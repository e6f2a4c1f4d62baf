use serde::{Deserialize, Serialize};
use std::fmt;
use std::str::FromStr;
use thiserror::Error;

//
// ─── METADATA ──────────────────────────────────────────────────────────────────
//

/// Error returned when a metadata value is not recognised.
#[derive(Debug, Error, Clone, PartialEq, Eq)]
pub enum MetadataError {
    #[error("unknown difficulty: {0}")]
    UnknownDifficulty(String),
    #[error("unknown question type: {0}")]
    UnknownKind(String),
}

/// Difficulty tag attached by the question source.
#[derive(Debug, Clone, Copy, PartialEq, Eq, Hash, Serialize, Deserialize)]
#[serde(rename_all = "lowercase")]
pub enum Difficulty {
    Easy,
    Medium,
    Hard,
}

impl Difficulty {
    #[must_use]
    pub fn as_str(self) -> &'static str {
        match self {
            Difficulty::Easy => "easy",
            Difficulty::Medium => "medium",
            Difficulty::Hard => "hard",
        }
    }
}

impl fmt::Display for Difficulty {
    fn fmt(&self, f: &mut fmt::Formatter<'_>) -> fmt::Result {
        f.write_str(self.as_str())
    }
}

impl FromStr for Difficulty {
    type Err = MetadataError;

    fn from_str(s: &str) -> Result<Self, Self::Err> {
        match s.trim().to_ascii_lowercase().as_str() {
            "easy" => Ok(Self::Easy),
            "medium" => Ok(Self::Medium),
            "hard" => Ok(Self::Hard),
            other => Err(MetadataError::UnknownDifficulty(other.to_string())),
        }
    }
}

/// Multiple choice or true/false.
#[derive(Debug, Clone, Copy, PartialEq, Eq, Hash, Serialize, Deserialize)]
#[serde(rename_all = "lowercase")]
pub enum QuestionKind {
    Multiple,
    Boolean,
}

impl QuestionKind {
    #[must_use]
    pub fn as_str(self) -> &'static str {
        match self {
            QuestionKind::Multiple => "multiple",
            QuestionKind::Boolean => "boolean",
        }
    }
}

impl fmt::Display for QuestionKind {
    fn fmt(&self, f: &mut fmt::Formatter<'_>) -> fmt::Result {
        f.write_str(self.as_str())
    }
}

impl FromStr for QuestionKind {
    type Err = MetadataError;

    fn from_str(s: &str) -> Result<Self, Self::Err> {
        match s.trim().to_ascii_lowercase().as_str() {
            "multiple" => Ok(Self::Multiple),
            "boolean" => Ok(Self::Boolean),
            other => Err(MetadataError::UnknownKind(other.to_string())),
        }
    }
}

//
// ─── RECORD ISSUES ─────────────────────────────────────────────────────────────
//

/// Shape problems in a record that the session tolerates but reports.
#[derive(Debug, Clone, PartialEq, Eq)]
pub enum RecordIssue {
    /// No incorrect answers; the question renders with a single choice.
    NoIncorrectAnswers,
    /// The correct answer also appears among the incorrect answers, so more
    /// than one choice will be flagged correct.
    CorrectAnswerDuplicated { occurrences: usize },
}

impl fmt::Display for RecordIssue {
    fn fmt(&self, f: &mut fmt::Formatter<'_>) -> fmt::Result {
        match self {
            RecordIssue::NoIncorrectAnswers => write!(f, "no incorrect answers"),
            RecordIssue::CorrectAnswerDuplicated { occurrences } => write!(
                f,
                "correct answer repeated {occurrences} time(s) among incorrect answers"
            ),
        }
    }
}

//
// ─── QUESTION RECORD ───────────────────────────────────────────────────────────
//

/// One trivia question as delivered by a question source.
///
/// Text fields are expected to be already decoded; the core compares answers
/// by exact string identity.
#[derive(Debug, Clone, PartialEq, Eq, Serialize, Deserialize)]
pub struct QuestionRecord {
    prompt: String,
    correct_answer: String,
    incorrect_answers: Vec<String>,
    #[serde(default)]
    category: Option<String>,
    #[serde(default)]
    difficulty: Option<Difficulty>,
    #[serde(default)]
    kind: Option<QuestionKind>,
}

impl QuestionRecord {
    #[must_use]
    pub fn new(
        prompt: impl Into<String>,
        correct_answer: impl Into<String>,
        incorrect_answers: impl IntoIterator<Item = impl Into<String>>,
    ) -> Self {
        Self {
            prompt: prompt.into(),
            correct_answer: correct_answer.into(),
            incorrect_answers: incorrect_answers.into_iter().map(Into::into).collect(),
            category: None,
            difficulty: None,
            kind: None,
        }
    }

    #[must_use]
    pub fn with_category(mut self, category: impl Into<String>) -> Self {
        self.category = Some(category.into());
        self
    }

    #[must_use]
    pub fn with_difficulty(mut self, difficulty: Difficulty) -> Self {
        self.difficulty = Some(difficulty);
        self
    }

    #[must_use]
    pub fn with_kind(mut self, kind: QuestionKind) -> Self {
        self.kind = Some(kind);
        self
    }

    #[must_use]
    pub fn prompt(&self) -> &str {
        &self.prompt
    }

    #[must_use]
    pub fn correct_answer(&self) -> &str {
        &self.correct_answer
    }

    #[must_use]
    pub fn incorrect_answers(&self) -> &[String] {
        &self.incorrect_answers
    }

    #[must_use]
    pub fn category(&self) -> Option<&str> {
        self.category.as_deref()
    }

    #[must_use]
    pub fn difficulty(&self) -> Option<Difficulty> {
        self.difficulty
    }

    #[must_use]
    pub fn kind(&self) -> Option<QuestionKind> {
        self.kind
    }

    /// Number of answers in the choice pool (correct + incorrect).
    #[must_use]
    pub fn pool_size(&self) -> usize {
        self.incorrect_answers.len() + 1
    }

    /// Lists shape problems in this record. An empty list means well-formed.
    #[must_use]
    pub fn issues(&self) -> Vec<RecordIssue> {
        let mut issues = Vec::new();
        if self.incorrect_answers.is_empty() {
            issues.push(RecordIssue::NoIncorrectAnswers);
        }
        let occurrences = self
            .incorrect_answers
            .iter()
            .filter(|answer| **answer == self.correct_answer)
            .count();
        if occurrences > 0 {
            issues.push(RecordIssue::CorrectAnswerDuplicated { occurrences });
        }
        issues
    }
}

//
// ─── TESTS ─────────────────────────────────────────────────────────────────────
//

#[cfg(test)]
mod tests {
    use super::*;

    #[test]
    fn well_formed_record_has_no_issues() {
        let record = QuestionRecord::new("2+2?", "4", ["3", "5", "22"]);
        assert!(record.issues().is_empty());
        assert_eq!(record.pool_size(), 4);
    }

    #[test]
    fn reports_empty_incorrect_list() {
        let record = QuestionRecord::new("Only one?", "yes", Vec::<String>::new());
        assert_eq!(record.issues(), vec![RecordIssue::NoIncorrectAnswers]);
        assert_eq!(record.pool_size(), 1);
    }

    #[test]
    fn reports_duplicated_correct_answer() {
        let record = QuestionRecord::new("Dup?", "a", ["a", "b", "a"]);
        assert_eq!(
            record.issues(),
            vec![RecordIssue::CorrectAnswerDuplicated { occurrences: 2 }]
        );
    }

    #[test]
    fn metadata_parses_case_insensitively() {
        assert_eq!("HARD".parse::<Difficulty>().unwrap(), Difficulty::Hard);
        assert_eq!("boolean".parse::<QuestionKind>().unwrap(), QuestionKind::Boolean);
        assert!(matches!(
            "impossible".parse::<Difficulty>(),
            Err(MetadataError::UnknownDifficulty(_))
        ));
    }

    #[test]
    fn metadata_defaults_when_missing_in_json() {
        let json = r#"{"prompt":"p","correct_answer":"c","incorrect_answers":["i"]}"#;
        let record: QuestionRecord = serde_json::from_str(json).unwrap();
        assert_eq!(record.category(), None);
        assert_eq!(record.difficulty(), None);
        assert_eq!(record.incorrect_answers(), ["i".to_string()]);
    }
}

....................

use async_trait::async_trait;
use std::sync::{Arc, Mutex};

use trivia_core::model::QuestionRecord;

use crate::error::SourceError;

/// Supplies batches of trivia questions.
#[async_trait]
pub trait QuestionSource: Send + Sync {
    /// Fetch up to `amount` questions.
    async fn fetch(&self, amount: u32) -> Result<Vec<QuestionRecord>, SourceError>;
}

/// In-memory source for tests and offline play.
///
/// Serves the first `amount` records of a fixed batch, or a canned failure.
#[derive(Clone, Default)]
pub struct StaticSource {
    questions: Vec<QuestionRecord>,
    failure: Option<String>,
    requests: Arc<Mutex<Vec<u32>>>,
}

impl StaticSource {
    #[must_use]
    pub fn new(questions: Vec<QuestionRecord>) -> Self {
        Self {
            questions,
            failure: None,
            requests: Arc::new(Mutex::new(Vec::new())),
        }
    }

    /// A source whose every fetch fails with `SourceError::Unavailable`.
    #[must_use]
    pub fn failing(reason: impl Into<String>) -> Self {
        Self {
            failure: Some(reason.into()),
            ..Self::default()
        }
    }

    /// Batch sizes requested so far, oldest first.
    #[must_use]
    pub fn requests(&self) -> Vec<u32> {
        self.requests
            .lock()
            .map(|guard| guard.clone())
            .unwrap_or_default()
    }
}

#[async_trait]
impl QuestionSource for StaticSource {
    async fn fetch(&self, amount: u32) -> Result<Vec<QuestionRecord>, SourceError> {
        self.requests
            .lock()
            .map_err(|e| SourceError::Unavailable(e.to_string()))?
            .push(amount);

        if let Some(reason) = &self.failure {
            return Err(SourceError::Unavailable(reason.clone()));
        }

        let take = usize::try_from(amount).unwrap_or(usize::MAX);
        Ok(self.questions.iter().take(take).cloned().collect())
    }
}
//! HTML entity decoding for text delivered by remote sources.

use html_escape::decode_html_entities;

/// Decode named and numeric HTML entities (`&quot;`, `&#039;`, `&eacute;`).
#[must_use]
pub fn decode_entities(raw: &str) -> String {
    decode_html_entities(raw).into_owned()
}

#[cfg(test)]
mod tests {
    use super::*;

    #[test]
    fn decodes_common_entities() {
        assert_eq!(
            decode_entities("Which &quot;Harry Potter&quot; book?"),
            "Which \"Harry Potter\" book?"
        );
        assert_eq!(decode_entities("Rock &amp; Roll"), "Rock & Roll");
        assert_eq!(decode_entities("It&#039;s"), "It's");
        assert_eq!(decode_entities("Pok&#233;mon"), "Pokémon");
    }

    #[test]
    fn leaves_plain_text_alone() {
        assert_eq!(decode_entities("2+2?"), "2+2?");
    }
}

....................

What belongs in the answer is each line from the listing above that contains "SourceError".

→ Written answer:
use crate::error::SourceError;
    async fn fetch(&self, amount: u32) -> Result<Vec<QuestionRecord>, SourceError>;
    /// A source whose every fetch fails with `SourceError::Unavailable`.
    async fn fetch(&self, amount: u32) -> Result<Vec<QuestionRecord>, SourceError> {
            .map_err(|e| SourceError::Unavailable(e.to_string()))?
            return Err(SourceError::Unavailable(reason.clone()));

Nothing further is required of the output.